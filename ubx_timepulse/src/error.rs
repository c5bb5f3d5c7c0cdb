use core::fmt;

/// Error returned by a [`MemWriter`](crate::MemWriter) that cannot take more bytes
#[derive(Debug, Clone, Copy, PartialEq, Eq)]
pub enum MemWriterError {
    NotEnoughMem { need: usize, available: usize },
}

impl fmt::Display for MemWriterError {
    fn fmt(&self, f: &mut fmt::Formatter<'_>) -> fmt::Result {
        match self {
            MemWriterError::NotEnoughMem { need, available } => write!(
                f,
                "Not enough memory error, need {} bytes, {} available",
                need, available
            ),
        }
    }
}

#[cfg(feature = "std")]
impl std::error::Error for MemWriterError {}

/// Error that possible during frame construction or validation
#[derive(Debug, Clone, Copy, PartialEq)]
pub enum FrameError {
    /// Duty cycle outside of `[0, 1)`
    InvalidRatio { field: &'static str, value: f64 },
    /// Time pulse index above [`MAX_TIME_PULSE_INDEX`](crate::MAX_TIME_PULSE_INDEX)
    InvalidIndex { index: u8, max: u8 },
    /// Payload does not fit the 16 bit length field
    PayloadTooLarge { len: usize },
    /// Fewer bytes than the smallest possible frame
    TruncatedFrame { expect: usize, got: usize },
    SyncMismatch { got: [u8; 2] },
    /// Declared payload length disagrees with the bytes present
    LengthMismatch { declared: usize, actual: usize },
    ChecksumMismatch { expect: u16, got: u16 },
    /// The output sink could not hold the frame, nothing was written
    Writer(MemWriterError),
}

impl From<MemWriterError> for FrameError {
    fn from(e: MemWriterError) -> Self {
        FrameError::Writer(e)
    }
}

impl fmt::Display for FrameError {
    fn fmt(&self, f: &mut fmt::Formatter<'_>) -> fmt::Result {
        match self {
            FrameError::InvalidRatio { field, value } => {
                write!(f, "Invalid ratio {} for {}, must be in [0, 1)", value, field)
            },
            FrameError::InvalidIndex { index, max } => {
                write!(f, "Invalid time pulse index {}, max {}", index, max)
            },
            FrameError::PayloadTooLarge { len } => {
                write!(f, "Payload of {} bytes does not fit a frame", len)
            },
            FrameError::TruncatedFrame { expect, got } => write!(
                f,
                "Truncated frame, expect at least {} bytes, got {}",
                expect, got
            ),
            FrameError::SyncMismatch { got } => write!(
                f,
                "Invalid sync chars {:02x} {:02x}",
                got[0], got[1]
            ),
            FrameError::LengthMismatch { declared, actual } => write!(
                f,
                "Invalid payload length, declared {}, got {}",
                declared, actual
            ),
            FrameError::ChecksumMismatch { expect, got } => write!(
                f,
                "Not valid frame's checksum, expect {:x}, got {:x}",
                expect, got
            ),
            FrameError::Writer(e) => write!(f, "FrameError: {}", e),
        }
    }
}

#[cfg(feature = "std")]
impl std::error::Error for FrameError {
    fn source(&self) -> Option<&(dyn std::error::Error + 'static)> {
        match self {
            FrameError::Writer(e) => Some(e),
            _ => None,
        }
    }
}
==
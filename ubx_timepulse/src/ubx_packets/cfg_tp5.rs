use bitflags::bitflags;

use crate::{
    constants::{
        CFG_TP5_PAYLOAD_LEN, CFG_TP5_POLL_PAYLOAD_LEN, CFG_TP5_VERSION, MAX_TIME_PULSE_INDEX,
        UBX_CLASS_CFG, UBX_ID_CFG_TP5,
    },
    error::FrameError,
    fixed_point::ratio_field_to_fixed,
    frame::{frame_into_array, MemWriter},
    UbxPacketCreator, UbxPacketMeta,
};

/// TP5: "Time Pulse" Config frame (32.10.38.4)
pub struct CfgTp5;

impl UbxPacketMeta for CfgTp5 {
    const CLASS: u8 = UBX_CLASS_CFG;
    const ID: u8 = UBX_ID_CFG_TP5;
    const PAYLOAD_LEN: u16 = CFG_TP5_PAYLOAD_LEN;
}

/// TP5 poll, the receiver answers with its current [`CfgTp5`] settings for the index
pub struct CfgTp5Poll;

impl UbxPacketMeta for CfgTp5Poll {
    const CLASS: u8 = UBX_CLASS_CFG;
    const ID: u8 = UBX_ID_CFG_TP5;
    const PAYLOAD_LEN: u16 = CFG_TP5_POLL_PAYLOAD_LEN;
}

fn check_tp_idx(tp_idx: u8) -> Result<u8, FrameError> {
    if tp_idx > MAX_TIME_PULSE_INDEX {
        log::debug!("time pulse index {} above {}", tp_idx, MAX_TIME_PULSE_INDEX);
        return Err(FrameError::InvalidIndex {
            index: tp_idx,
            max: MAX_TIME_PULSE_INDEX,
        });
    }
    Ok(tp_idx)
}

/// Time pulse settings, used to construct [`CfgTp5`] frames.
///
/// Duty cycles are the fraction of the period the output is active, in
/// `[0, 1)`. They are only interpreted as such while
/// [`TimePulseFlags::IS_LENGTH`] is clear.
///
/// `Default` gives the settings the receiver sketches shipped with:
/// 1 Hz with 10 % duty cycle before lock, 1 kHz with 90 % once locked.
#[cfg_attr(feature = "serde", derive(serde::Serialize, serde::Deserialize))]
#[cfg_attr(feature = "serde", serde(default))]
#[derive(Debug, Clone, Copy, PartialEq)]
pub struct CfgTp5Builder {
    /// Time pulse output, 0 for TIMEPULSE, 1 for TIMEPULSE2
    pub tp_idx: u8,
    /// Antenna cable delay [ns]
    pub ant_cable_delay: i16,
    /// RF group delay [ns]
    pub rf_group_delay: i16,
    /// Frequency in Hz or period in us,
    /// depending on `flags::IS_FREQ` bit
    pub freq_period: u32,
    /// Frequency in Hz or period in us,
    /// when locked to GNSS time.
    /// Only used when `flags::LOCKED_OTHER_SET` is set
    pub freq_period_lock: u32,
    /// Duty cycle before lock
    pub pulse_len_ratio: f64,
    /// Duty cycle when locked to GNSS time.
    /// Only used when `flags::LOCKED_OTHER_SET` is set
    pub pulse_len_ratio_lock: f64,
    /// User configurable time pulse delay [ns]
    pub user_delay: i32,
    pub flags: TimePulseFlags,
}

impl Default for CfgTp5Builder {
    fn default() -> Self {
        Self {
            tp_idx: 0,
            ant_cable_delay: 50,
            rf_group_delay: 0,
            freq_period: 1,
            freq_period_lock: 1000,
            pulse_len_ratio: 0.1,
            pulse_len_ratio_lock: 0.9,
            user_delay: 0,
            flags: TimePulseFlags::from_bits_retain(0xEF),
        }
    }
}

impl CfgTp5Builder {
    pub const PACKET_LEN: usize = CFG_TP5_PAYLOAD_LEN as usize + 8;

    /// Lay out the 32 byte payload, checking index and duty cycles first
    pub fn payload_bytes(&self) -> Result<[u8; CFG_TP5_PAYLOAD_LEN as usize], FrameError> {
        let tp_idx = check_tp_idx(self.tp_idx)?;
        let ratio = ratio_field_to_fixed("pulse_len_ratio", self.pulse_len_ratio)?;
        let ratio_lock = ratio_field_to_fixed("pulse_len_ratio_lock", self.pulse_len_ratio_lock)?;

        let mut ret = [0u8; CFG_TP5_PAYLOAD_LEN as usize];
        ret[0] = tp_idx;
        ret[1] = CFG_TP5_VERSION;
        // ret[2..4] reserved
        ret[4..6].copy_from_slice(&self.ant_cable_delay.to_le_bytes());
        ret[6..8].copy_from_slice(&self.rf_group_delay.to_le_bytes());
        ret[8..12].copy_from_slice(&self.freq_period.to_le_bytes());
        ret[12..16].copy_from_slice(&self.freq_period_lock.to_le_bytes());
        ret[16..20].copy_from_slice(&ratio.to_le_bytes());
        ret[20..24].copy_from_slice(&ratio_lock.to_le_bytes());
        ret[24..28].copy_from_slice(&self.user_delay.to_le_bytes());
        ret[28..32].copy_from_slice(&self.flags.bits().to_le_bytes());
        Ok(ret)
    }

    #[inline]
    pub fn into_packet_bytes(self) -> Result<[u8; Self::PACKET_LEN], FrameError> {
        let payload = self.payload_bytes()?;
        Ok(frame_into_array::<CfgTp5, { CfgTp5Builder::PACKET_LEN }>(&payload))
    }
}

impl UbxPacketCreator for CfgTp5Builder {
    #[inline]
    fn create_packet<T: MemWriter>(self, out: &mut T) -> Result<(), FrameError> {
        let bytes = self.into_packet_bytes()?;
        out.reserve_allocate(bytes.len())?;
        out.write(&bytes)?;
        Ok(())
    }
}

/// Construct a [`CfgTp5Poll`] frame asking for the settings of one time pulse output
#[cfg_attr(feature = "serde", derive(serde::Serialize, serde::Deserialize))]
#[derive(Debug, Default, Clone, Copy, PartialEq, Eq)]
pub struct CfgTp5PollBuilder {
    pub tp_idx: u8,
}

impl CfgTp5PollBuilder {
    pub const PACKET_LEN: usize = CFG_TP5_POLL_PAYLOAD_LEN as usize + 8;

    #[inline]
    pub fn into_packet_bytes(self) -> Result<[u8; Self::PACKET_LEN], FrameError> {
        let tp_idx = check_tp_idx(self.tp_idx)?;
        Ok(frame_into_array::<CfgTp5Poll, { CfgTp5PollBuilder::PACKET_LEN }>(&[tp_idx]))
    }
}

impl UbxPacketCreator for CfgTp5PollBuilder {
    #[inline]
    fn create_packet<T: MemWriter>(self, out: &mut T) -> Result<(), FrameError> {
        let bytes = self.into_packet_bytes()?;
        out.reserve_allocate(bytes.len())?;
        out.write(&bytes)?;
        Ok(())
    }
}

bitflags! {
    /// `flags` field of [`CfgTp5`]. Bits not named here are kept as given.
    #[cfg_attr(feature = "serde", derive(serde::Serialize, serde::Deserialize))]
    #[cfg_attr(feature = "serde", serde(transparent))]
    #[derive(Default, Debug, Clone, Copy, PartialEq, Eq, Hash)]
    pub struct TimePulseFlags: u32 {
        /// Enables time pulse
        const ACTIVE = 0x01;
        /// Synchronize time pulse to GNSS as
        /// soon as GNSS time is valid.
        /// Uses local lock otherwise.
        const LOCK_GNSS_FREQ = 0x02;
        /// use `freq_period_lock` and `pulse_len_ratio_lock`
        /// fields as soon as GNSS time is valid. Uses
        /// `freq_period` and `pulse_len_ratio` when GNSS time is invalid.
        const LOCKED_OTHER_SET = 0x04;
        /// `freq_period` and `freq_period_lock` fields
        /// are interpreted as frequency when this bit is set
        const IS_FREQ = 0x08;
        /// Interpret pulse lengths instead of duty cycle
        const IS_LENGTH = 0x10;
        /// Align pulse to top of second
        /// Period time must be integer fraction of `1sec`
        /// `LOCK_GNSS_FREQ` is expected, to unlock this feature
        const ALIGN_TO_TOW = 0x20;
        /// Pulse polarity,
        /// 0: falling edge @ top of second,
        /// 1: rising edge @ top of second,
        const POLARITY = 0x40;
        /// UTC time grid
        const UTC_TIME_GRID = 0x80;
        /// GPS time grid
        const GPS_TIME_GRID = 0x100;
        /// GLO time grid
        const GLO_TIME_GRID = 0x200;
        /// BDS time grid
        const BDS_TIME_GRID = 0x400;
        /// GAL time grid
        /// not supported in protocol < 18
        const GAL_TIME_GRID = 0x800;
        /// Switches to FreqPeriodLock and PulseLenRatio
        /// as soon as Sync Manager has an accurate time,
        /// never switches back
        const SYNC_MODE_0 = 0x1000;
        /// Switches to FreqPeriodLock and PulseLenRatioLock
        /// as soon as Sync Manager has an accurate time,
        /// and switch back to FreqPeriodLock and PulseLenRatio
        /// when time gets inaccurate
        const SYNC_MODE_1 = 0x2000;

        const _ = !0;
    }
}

### PROBLEM DESCRIPTION
Only the lines above that hold "back" are wanted. Show every one of them.

### RESULT OF THE TASK
        /// never switches back
        /// and switch back to FreqPeriodLock and PulseLenRatio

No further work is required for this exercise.